Saved data entries:
-- Opening Marker --
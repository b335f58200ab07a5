// The morphological dictionary: lexicon tables and compatibility matrices.
//
// A Dictionary is built once (by the text parser or DictionaryBuilder) and is
// read-only afterwards, so it can be shared between threads freely.

use hashbrown::HashMap;

use crate::entry::{AffixEntry, StemEntry};
use crate::matrix::CompatibilityMatrix;

/// Immutable prefix/stem/suffix lexicon with its compatibility matrices.
///
/// Null affixes are not implicit: the empty prefix and empty suffix only
/// match when the tables hold explicit entries for `""`.
#[derive(Debug, Clone, Default)]
pub struct Dictionary {
    prefixes: HashMap<String, Vec<AffixEntry>>,
    stems: HashMap<String, Vec<StemEntry>>,
    suffixes: HashMap<String, Vec<AffixEntry>>,
    prefix_stem: CompatibilityMatrix,
    stem_suffix: CompatibilityMatrix,
    prefix_suffix: CompatibilityMatrix,
}

impl Dictionary {
    /// Assemble a dictionary from already-built tables.
    pub fn from_parts(
        prefixes: HashMap<String, Vec<AffixEntry>>,
        stems: HashMap<String, Vec<StemEntry>>,
        suffixes: HashMap<String, Vec<AffixEntry>>,
        prefix_stem: CompatibilityMatrix,
        stem_suffix: CompatibilityMatrix,
        prefix_suffix: CompatibilityMatrix,
    ) -> Self {
        Self {
            prefixes,
            stems,
            suffixes,
            prefix_stem,
            stem_suffix,
            prefix_suffix,
        }
    }

    pub fn builder() -> DictionaryBuilder {
        DictionaryBuilder::default()
    }

    /// Prefix entries for a surface form, if any.
    pub fn prefixes(&self, surface: &str) -> Option<&[AffixEntry]> {
        self.prefixes.get(surface).map(Vec::as_slice)
    }

    /// Stem entries for a surface form, if any.
    pub fn stems(&self, surface: &str) -> Option<&[StemEntry]> {
        self.stems.get(surface).map(Vec::as_slice)
    }

    /// Suffix entries for a surface form, if any.
    pub fn suffixes(&self, surface: &str) -> Option<&[AffixEntry]> {
        self.suffixes.get(surface).map(Vec::as_slice)
    }

    /// Prefix category to stem category matrix.
    pub fn prefix_stem(&self) -> &CompatibilityMatrix {
        &self.prefix_stem
    }

    /// Stem category to suffix category matrix.
    pub fn stem_suffix(&self) -> &CompatibilityMatrix {
        &self.stem_suffix
    }

    /// Prefix category to suffix category matrix.
    ///
    /// Loaded with the rest of the data but not consulted by the analyzer.
    pub fn prefix_suffix(&self) -> &CompatibilityMatrix {
        &self.prefix_suffix
    }

    /// Number of distinct surface forms in each lexicon table, as
    /// `(prefixes, stems, suffixes)`.
    pub fn surface_counts(&self) -> (usize, usize, usize) {
        (self.prefixes.len(), self.stems.len(), self.suffixes.len())
    }
}

/// Incremental in-memory construction of a [`Dictionary`].
#[derive(Debug, Clone, Default)]
pub struct DictionaryBuilder {
    prefixes: HashMap<String, Vec<AffixEntry>>,
    stems: HashMap<String, Vec<StemEntry>>,
    suffixes: HashMap<String, Vec<AffixEntry>>,
    prefix_stem: CompatibilityMatrix,
    stem_suffix: CompatibilityMatrix,
    prefix_suffix: CompatibilityMatrix,
}

impl DictionaryBuilder {
    pub fn new() -> Self {
        Self::default()
    }

    /// Append a prefix entry under `surface`. Entries keep insertion order.
    pub fn add_prefix(&mut self, surface: impl Into<String>, entry: AffixEntry) -> &mut Self {
        self.prefixes.entry(surface.into()).or_default().push(entry);
        self
    }

    pub fn add_stem(&mut self, surface: impl Into<String>, entry: StemEntry) -> &mut Self {
        self.stems.entry(surface.into()).or_default().push(entry);
        self
    }

    pub fn add_suffix(&mut self, surface: impl Into<String>, entry: AffixEntry) -> &mut Self {
        self.suffixes.entry(surface.into()).or_default().push(entry);
        self
    }

    pub fn allow_prefix_stem(
        &mut self,
        prefix_cat: impl Into<String>,
        stem_cat: impl Into<String>,
    ) -> &mut Self {
        self.prefix_stem.allow(prefix_cat, stem_cat);
        self
    }

    pub fn allow_stem_suffix(
        &mut self,
        stem_cat: impl Into<String>,
        suffix_cat: impl Into<String>,
    ) -> &mut Self {
        self.stem_suffix.allow(stem_cat, suffix_cat);
        self
    }

    pub fn allow_prefix_suffix(
        &mut self,
        prefix_cat: impl Into<String>,
        suffix_cat: impl Into<String>,
    ) -> &mut Self {
        self.prefix_suffix.allow(prefix_cat, suffix_cat);
        self
    }

    /// Replace a whole matrix, e.g. one parsed from a table file.
    pub fn prefix_stem_matrix(&mut self, matrix: CompatibilityMatrix) -> &mut Self {
        self.prefix_stem = matrix;
        self
    }

    pub fn stem_suffix_matrix(&mut self, matrix: CompatibilityMatrix) -> &mut Self {
        self.stem_suffix = matrix;
        self
    }

    pub fn prefix_suffix_matrix(&mut self, matrix: CompatibilityMatrix) -> &mut Self {
        self.prefix_suffix = matrix;
        self
    }

    pub fn build(self) -> Dictionary {
        Dictionary::from_parts(
            self.prefixes,
            self.stems,
            self.suffixes,
            self.prefix_stem,
            self.stem_suffix,
            self.prefix_suffix,
        )
    }
}
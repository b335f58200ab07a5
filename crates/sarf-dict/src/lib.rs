//! Morphological dictionary for sarf.
//!
//! The dictionary is three lexicon tables (prefixes, stems, suffixes) keyed
//! by Buckwalter surface form, plus the category compatibility matrices that
//! decide which entries may combine.
//!
//! # Architecture
//!
//! - [`entry`] -- Affix and stem entry types
//! - [`matrix`] -- Category-pair compatibility matrix
//! - [`dictionary`] -- The immutable `Dictionary` and its builder
//! - [`format`] -- Parser for the Buckwalter lexicon and table text formats

pub mod dictionary;
pub mod entry;
pub mod format;
pub mod matrix;

pub use dictionary::{Dictionary, DictionaryBuilder};
pub use entry::{AffixEntry, StemEntry};
pub use matrix::CompatibilityMatrix;

/// Error type for dictionary parsing.
#[derive(Debug, thiserror::Error)]
pub enum DictError {
    #[error("{table}:{line}: missing {field} field")]
    MissingField {
        table: &'static str,
        line: usize,
        field: &'static str,
    },
    #[error("{table}:{line}: empty category")]
    EmptyCategory { table: &'static str, line: usize },
    #[error("{table}:{line}: expected two categories")]
    InvalidMatrixLine { table: &'static str, line: usize },
}
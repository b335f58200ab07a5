// Morphological analysis result type

use crate::translit::{to_ascii_encoded, to_romanized};

/// Gloss carried by the placeholder result for words without an analysis.
pub const NOT_FOUND_GLOSS: &str = "Not found in dictionary";

/// One reading of a word: a validated prefix + stem + suffix combination.
///
/// All fields are plain strings. `root` and `pos` are empty when the stem
/// entry carries none. Equality is by content.
#[derive(Debug, Clone, Default, PartialEq, Eq, Hash)]
#[cfg_attr(feature = "serde", derive(serde::Serialize, serde::Deserialize))]
#[cfg_attr(feature = "serde", serde(rename_all = "camelCase"))]
pub struct AnalysisResult {
    /// The submitted word in Arabic script.
    pub word: String,
    /// Fully vowelled reading in Arabic script.
    pub vowelled: String,
    /// Romanization of the vowelled reading.
    pub transliteration: String,
    /// Root in Arabic script.
    pub root: String,
    /// Part-of-speech tag of the stem.
    pub pos: String,
    /// Prefix, stem and suffix glosses joined with `" + "`.
    pub gloss: String,
}

impl AnalysisResult {
    /// Placeholder result for a word that has no analysis.
    ///
    /// Only `word`, `transliteration` (romanized from the word itself) and
    /// the fixed [`NOT_FOUND_GLOSS`] are filled in.
    pub fn not_found(word: &str) -> Self {
        Self {
            word: word.to_string(),
            vowelled: String::new(),
            transliteration: to_romanized(&to_ascii_encoded(word)),
            root: String::new(),
            pos: String::new(),
            gloss: NOT_FOUND_GLOSS.to_string(),
        }
    }

    /// Whether this is a [`not_found`](Self::not_found) placeholder.
    pub fn is_not_found(&self) -> bool {
        self.vowelled.is_empty() && self.gloss == NOT_FOUND_GLOSS
    }
}

/// Results for one whitespace-separated token of a longer text.
#[derive(Debug, Clone, PartialEq, Eq)]
#[cfg_attr(feature = "serde", derive(serde::Serialize, serde::Deserialize))]
#[cfg_attr(feature = "serde", serde(rename_all = "camelCase"))]
pub struct WordAnalysis {
    /// The token as it appeared in the text.
    pub token: String,
    /// Character offset of the token within the text.
    pub offset: usize,
    /// Analyses of the token, or a single not-found placeholder.
    pub results: Vec<AnalysisResult>,
}

impl WordAnalysis {
    /// Whether the token had at least one real analysis.
    pub fn is_found(&self) -> bool {
        !self.results.iter().all(AnalysisResult::is_not_found)
    }
}

#[cfg(test)]
mod tests {
    use super::*;
    use crate::translit::to_native_script;

    #[test]
    fn not_found_shape() {
        let word = to_native_script("ktb");
        let r = AnalysisResult::not_found(&word);
        assert_eq!(r.word, word);
        assert_eq!(r.vowelled, "");
        assert_eq!(r.root, "");
        assert_eq!(r.pos, "");
        assert_eq!(r.gloss, NOT_FOUND_GLOSS);
        assert_eq!(r.transliteration, "ktb");
        assert!(r.is_not_found());
    }

    #[test]
    fn not_found_empty_word() {
        let r = AnalysisResult::not_found("");
        assert_eq!(r.transliteration, "");
        assert!(r.is_not_found());
    }

    #[test]
    fn default_is_not_placeholder() {
        assert!(!AnalysisResult::default().is_not_found());
    }

    #[test]
    fn equality_is_by_content() {
        let a = AnalysisResult::not_found("x");
        let b = a.clone();
        assert_eq!(a, b);
        let mut c = a.clone();
        c.pos = "NOUN".to_string();
        assert_ne!(a, c);
    }

    #[test]
    fn word_analysis_found() {
        let missing = WordAnalysis {
            token: "x".to_string(),
            offset: 0,
            results: vec![AnalysisResult::not_found("x")],
        };
        assert!(!missing.is_found());

        let mut hit = AnalysisResult::not_found("x");
        hit.vowelled = "x".to_string();
        hit.gloss = "thing".to_string();
        let found = WordAnalysis {
            token: "x".to_string(),
            offset: 0,
            results: vec![hit],
        };
        assert!(found.is_found());
    }

    #[cfg(feature = "serde")]
    #[test]
    fn serializes_all_fields() {
        let r = AnalysisResult::not_found("abc");
        let v = serde_json::to_value(&r).unwrap();
        assert_eq!(v["word"], "abc");
        assert_eq!(v["gloss"], NOT_FOUND_GLOSS);
        assert_eq!(v["transliteration"], "abc");
    }
}
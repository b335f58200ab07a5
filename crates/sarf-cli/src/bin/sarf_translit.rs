// sarf-translit: Convert text between Buckwalter ASCII, Arabic script and
// ALA-LC romanization.
//
// Does not need a dictionary.
//
// Usage:
//   sarf-translit [--from ENC] [--to ENC] [TEXT...]
//
// Encodings: ascii, arabic, roman. Default: --from ascii --to arabic.

use std::io::{self, BufRead, Write};

use sarf_core::Encoding;

fn parse_encoding(value: Option<String>, default: Encoding) -> Encoding {
    match value {
        Some(name) => Encoding::from_name(&name)
            .unwrap_or_else(|| sarf_cli::fatal(&format!("unknown encoding: {name}"))),
        None => default,
    }
}

fn main() {
    let args: Vec<String> = std::env::args().skip(1).collect();

    if sarf_cli::wants_help(&args) {
        println!("sarf-translit: Convert between Arabic text encodings.");
        println!();
        println!("Usage: sarf-translit [--from ENC] [--to ENC] [TEXT...]");
        println!();
        println!("Encodings: ascii (Buckwalter), arabic, roman (ALA-LC).");
        println!("If TEXT arguments are given, converts each one.");
        println!("Otherwise converts stdin line by line.");
        println!();
        println!("Options:");
        println!("  -f, --from ENC   Source encoding (default: ascii)");
        println!("  -t, --to ENC     Target encoding (default: arabic)");
        println!("  -h, --help       Print this help");
        return;
    }

    let (from, args) = sarf_cli::take_option(&args, "--from", "-f");
    let (to, texts) = sarf_cli::take_option(&args, "--to", "-t");
    let from = parse_encoding(from, Encoding::AsciiEncoded);
    let to = parse_encoding(to, Encoding::NativeScript);

    if from == Encoding::Romanized {
        sarf_cli::fatal("romanized text cannot be converted back");
    }

    let stdout = io::stdout();
    let mut out = io::BufWriter::new(stdout.lock());

    if texts.is_empty() {
        let stdin = io::stdin();
        for line in stdin.lock().lines() {
            let line = match line {
                Ok(l) => l,
                Err(e) => {
                    eprintln!("error reading stdin: {e}");
                    break;
                }
            };
            let _ = writeln!(out, "{}", Encoding::convert(&line, from, to));
        }
    } else {
        for text in &texts {
            let _ = writeln!(out, "{}", Encoding::convert(text, from, to));
        }
    }
}
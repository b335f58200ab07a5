// Buckwalter lexicon and compatibility-table text formats.
//
// Lexicon files hold one entry per line as four tab-separated fields:
//
//   surface<TAB>vowelled<TAB>category<TAB>gloss
//
// Lines starting with `;` are comments. In the stem lexicon a comment of the
// form `;--- ROOT` sets the root for the entries that follow. Glosses may
// embed a `<pos>TAG</pos>` annotation, which is lifted out of the gloss.
//
// Table files hold one compatible category pair per line, separated by
// whitespace.
//
// Parsing works on in-memory text; reading the files is left to the caller.

use hashbrown::HashMap;

use crate::DictError;
use crate::dictionary::Dictionary;
use crate::entry::{AffixEntry, StemEntry};
use crate::matrix::CompatibilityMatrix;

/// Comment prefix shared by all files.
const COMMENT: char = ';';

/// Root marker inside the stem lexicon.
const ROOT_MARKER: &str = ";---";

const POS_OPEN: &str = "<pos>";
const POS_CLOSE: &str = "</pos>";

/// Raw text of the six dictionary files.
#[derive(Debug, Clone, Copy)]
pub struct DictionarySources<'a> {
    pub prefixes: &'a str,
    pub stems: &'a str,
    pub suffixes: &'a str,
    pub prefix_stem: &'a str,
    pub stem_suffix: &'a str,
    /// The prefix/suffix table is optional; it is never consulted.
    pub prefix_suffix: Option<&'a str>,
}

/// Parse all dictionary files into a [`Dictionary`].
pub fn parse_dictionary(sources: &DictionarySources<'_>) -> Result<Dictionary, DictError> {
    let prefixes = parse_affixes(sources.prefixes, "dictprefixes")?;
    let stems = parse_stems(sources.stems)?;
    let suffixes = parse_affixes(sources.suffixes, "dictsuffixes")?;
    let prefix_stem = parse_matrix(sources.prefix_stem, "tableab")?;
    let stem_suffix = parse_matrix(sources.stem_suffix, "tablebc")?;
    let prefix_suffix = match sources.prefix_suffix {
        Some(text) => parse_matrix(text, "tableac")?,
        None => CompatibilityMatrix::new(),
    };

    Ok(Dictionary::from_parts(
        prefixes,
        stems,
        suffixes,
        prefix_stem,
        stem_suffix,
        prefix_suffix,
    ))
}

/// A lexicon line split into its four fields.
struct RawEntry<'a> {
    surface: &'a str,
    vowelled: &'a str,
    category: &'a str,
    gloss: &'a str,
}

fn split_entry<'a>(
    line: &'a str,
    table: &'static str,
    line_no: usize,
) -> Result<RawEntry<'a>, DictError> {
    let mut fields = line.split('\t');
    // split always yields at least one item
    let surface = fields.next().unwrap_or("");
    let vowelled = fields.next().ok_or(DictError::MissingField {
        table,
        line: line_no,
        field: "vowelled",
    })?;
    let category = fields
        .next()
        .ok_or(DictError::MissingField {
            table,
            line: line_no,
            field: "category",
        })?
        .trim();
    if category.is_empty() {
        return Err(DictError::EmptyCategory {
            table,
            line: line_no,
        });
    }
    let gloss = fields.next().unwrap_or("");

    Ok(RawEntry {
        surface: surface.trim(),
        vowelled: vowelled.trim(),
        category,
        gloss,
    })
}

/// Split a `<pos>TAG</pos>` annotation off a gloss.
///
/// Returns the remaining gloss and the tag, if present.
pub fn split_pos_tag(gloss: &str) -> (String, Option<String>) {
    let Some(open) = gloss.find(POS_OPEN) else {
        return (gloss.trim().to_string(), None);
    };
    let inner_start = open + POS_OPEN.len();
    let Some(close_rel) = gloss[inner_start..].find(POS_CLOSE) else {
        return (gloss.trim().to_string(), None);
    };
    let close = inner_start + close_rel;
    let tag = gloss[inner_start..close].trim().to_string();
    let rest = format!("{}{}", &gloss[..open], &gloss[close + POS_CLOSE.len()..]);
    (rest.trim().to_string(), Some(tag))
}

/// Default part-of-speech tag for a stem category.
pub fn pos_for_category(category: &str) -> Option<&'static str> {
    if category.starts_with("PV") {
        Some("VERB_PERFECT")
    } else if category.starts_with("IV") {
        Some("VERB_IMPERFECT")
    } else if category.starts_with("CV") {
        Some("VERB_IMPERATIVE")
    } else if category.starts_with('N') {
        Some("NOUN")
    } else {
        None
    }
}

fn is_skipped(line: &str) -> bool {
    line.trim().is_empty() || line.starts_with(COMMENT)
}

/// Parse a prefix or suffix lexicon.
pub fn parse_affixes(
    text: &str,
    table: &'static str,
) -> Result<HashMap<String, Vec<AffixEntry>>, DictError> {
    let mut out: HashMap<String, Vec<AffixEntry>> = HashMap::new();
    for (idx, line) in text.lines().enumerate() {
        if is_skipped(line) {
            continue;
        }
        let raw = split_entry(line, table, idx + 1)?;
        let (gloss, _) = split_pos_tag(raw.gloss);
        out.entry(raw.surface.to_string())
            .or_default()
            .push(AffixEntry::new(raw.category, raw.vowelled, gloss));
    }
    Ok(out)
}

/// Parse the stem lexicon, tracking `;--- ROOT` markers.
pub fn parse_stems(text: &str) -> Result<HashMap<String, Vec<StemEntry>>, DictError> {
    const TABLE: &str = "dictstems";

    let mut out: HashMap<String, Vec<StemEntry>> = HashMap::new();
    let mut root: Option<String> = None;

    for (idx, line) in text.lines().enumerate() {
        if let Some(rest) = line.strip_prefix(ROOT_MARKER) {
            root = rest.split_whitespace().next().map(str::to_string);
            continue;
        }
        if is_skipped(line) {
            continue;
        }
        let raw = split_entry(line, TABLE, idx + 1)?;
        let (gloss, tag) = split_pos_tag(raw.gloss);
        let pos = tag.or_else(|| pos_for_category(raw.category).map(str::to_string));

        let mut entry = StemEntry::new(raw.category, raw.vowelled, gloss);
        entry.root = root.clone();
        entry.pos = pos;
        out.entry(raw.surface.to_string()).or_default().push(entry);
    }
    Ok(out)
}

/// Parse a compatibility table.
pub fn parse_matrix(text: &str, table: &'static str) -> Result<CompatibilityMatrix, DictError> {
    let mut matrix = CompatibilityMatrix::new();
    for (idx, line) in text.lines().enumerate() {
        if is_skipped(line) {
            continue;
        }
        let mut cats = line.split_whitespace();
        match (cats.next(), cats.next(), cats.next()) {
            (Some(left), Some(right), None) => matrix.allow(left, right),
            _ => {
                return Err(DictError::InvalidMatrixLine {
                    table,
                    line: idx + 1,
                });
            }
        }
    }
    Ok(matrix)
}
-- Closing Marker --
**PROBLEM DESCRIPTION**:
Find the string "consulted" in the entries above and return each line that holds it.

**WRITTEN RESPONSE**:
    /// Loaded with the rest of the data but not consulted by the analyzer.
    /// The prefix/suffix table is optional; it is never consulted.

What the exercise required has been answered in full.